For many of you reading this, social isolation and the daily anxiety that comes with cancer is nothing new. You live this reality every day. What is new, is that the world is getting a taste of what life is like for you. In the words of Danielle, “the world of the well is learning the ways of the sick.” Katy, who has resurrected her blog to write about the current global crisis, echoes this when she writes “I am used to “this” being me, not everyone around me. I am not used to all of society having to learn how to cope.”
Liz too writes of how “cancer patients are better prepared than most” for this crisis.
We know the horrors that are on the horizon, the losses, the grief, the regrouping and the resiliency. We know that there are some things, no matter how hard you try, no matter how many good decisions you make, you still can’t protect yourself from. We know how to live in a world that doesn’t have answers.
The reality of living life as a mother with advanced breast cancer is shared by Maureen in a guest post for the Institute of Cancer Research.
Most mothers don’t wonder whether they’re still going to be alive in three or four or five years’ time to attend the graduation ceremonies of the sons and daughters they recently waved off to uni for the first time.
I’m not most mothers. And I’m wondering just that.
I don’t think I’m being dramatic. That’s the reality of living with incurable cancer. That’s the reality of knowing that, at the age of 56, your likely life expectancy is in single years rather than in decades.
While Lisa shares a list of helpful resources for patients with breast cancer during Covid-19, Yvonne shares critical advice from a doctor working on the frontlines in the ER about how we can stay safe and protect others, and Carolyn warns against following bogus advice at this time.
I’ve put together a collection of tips and advice curated from our online community on practicing self-care during this crisis Practicing Self Care In The Time of Coronavirus – How To Mind Your Mental Health And Well-Being During Covid-19. contains some beautiful quotes and wisdom and I hope you’ll find some time to read it.
Margaret makes a plea for everyone to follow advice, stay home, and stay safe.
Beth writes a quarantine-inspired poem.
Sandra reflects on how much is enough.
Tips from Lisa Valentine on dealing with anxiety.
Information from Karin on an upcoming Cancer and Coronavirus webinar.
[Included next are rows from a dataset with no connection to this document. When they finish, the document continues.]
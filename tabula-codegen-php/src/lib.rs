//! PHP code generator for tabula.
//!
//! Turns fetched table metadata into versioned PHP data-access classes:
//! one class per table, carrying field declarations, a column-to-setter
//! mapping table, accessors, and prepared-statement persistence methods.
//!
//! # Usage
//!
//! ```ignore
//! use tabula_codegen_php::Generator;
//! use tabula_core::{DiskStore, GenerationMode};
//! use tabula_schema::JsonSource;
//! use std::path::Path;
//!
//! let mut source = JsonSource::from_file("schema.json")?;
//! let generator = Generator::new(&DiskStore, Path::new("generated"), GenerationMode::Save);
//! let summary = generator.generate(&mut source, &["rv_users".to_string()])?;
//! ```

mod builder;
mod class_file;
mod error;
mod generator;
mod naming;
mod summary;
mod type_mapper;

pub use builder::CodeBuilder;
pub use class_file::ClassFile;
pub use error::{GenerateError, Result};
pub use generator::{Generator, PreviewFile};
pub use naming::{ResolvedColumn, ResolvedNames};
pub use summary::{BatchSummary, GenerationResult, Outcome};
pub use type_mapper::PhpType;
Naomi faces a change in her living situation because of coronavirus.
Elsewhere in the blogosphere…
A beautiful post from Abigail on being there for each other.
I cannot say strongly enough that to enter into someone else’s life is a gift of incalculable value. To be seen, truly seen, is rare. To be supported, exactly where you are, warts and imperfections and all, is the most healing thing that’s ever happened to me.
Do you have lymphedema brought on by your breast cancer surgery, radiation therapy or other treatment, or do you worry you might yet develop it? Nancy Stordahl answers your questions on lymphedema in her latest post.
Julia shares healthy eating tips for cancer patients.
Megsie goes back in time to her senior year of high school.
Finally this week, I’ll leave you with some uplifting words from Katie Edick
These times are uncertain for sure. I am hoping this is just a small blip in our lives. Make the most of the time you have been granted with your family. Children remember the feelings of an event more than the event itself. Make this time feel amazing. Fill it with love, laughter, joy and hope. We all can do hard things. I know we can make it through this coming out stronger and wiser on the other side.